Additional Committee Members: Martin I. Cole, Suzette M. Deering, Betsy D. Holden, and Angela A. Sun
Meetings Held in 2024: 5
Primary Responsibilities: Pursuant to its charter, the Compensation Committee has the authority to administer, interpret, and take any actions it deems appropriate in connection with any incentive compensation or equity-based plans of the Company, any salary or other compensation plans for officers and other key employees of the Company, and any employee benefit or fringe benefit plans, programs, or policies of the Company. Among other things, the Compensation Committee is responsible for:
· | in consultation with executive management, establishing the Company’s general compensation philosophy, and overseeing the development and implementation of compensation and benefits policies; |
· | reviewing and approving corporate goals and objectives relevant to the compensation of the CEO and other executive officers, evaluating the performance of the CEO and other executive officers in light thereof, and setting compensation levels and other benefits for the CEO (with the ratification by the independent directors of the Board) and other executive officers based on this evaluation; |
· | overseeing the Company’s regulatory compliance with respect to compensation matters; |
· | reviewing and making recommendations to the Board regarding severance or similar termination agreements with the Company’s CEO or to any person being considered for promotion or hire into the position of CEO; |
· | approving grants and/or awards of options, restricted stock, RSUs, and other forms of equity-based compensation under the Company’s equity-based plans; |
· | developing and implementing policies with respect to the recovery or “clawback” of any excess compensation paid to any executive officers; |
· | reviewing with management and preparing an annual report regarding the Company’s Compensation Discussion and Analysis to be included in the Company’s Proxy Statement and Annual Report; |
· | determining stock ownership guidelines for the Company’s directors and monitoring compliance with such guidelines; |
· | in consultation with the CEO, reviewing management succession planning; |
· | reviewing and recommending to the Board of Directors compensation for non-employee directors; and |
· | periodically reviewing the overall effectiveness of the Company’s principal strategies related to human capital management, recruiting, retention, career development, and diversity. |
The Compensation Committee has the authority to delegate all or a portion of its duties and responsibilities to a subcommittee and, in some situations, may also delegate its authority and responsibility with respect to certain compensation and benefit plans and programs to one or more employees.
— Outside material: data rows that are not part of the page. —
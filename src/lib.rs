#![deny(missing_debug_implementations)]
//! # call-relay
//! Selective forwarding relay for group calls. Every participant keeps one
//! websocket for signaling and one WebRTC connection for media; each track a
//! participant publishes is forwarded unchanged to everyone else in the room.
//!
//! [`gateway::run`] starts the HTTP server. The room and peer types can also be
//! driven directly through any [`peer::SignalSink`].

/// Environment configuration for the gateway, the presence store and the relay.
pub mod config;
pub mod error;
/// HTTP server and websocket signaling.
pub mod gateway;
pub(crate) mod media_engine;
/// Forwarding of a single published track.
pub mod media_track;
/// Negotiation state of one participant.
pub mod peer;
/// Shared record of which call each user is in.
pub mod presence;
pub mod registry;
/// Membership and track fan-out of one room.
pub mod room;
/// JSON envelope exchanged over the signaling connection.
pub mod signal;

pub use error::Error;
pub use registry::RoomRegistry;
pub use room::Room;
Independence: Each member of the Compensation Committee meets the independence requirements of our Corporate Governance Guidelines, the NYSE, the Exchange Act and such other independence or other requirements as may be applicable from time to time, and as the Board has determined, has no material relationship with the Company.
20 | The Western Union Company
CORPORATE GOVERNANCE
Compliance Committee
Committee Chair: Timothy P. Murphy
Additional Committee Members: Julie M. Cameron-Doe, Suzette M. Deering, Jan Siegmund, and Solomon D. Trujillo
Meetings Held in 2024: 4
Primary Responsibilities: Pursuant to its charter, the Compliance Committee assists the Audit Committee and the Board in fulfilling the Board’s oversight responsibility for the Company’s compliance with legal and regulatory requirements. Among other things, the Compliance Committee is responsible for reviewing and discussing with management:
· | the Company’s compliance programs, policies and key risk exposures relating to AML, sanctions, anti-corruption, fraud prevention, consumer protection, and privacy laws, including establishing procedures to be apprised of material investigations or other material matters that may arise in relation to such laws; and |
· | legal, compliance or other regulatory matters that may have a material effect on the Company’s business, financial statements or compliance policies, including material notices to or inquiries received from governmental agencies. |
Independence: Each voting member of the Compliance Committee meets the independence requirements of our Corporate Governance Guidelines, the NYSE, and the Exchange Act, and as the Board has determined, has no material relationship with the Company. The Board may appoint non-voting members to the Compliance Committee that are not independent from the Company.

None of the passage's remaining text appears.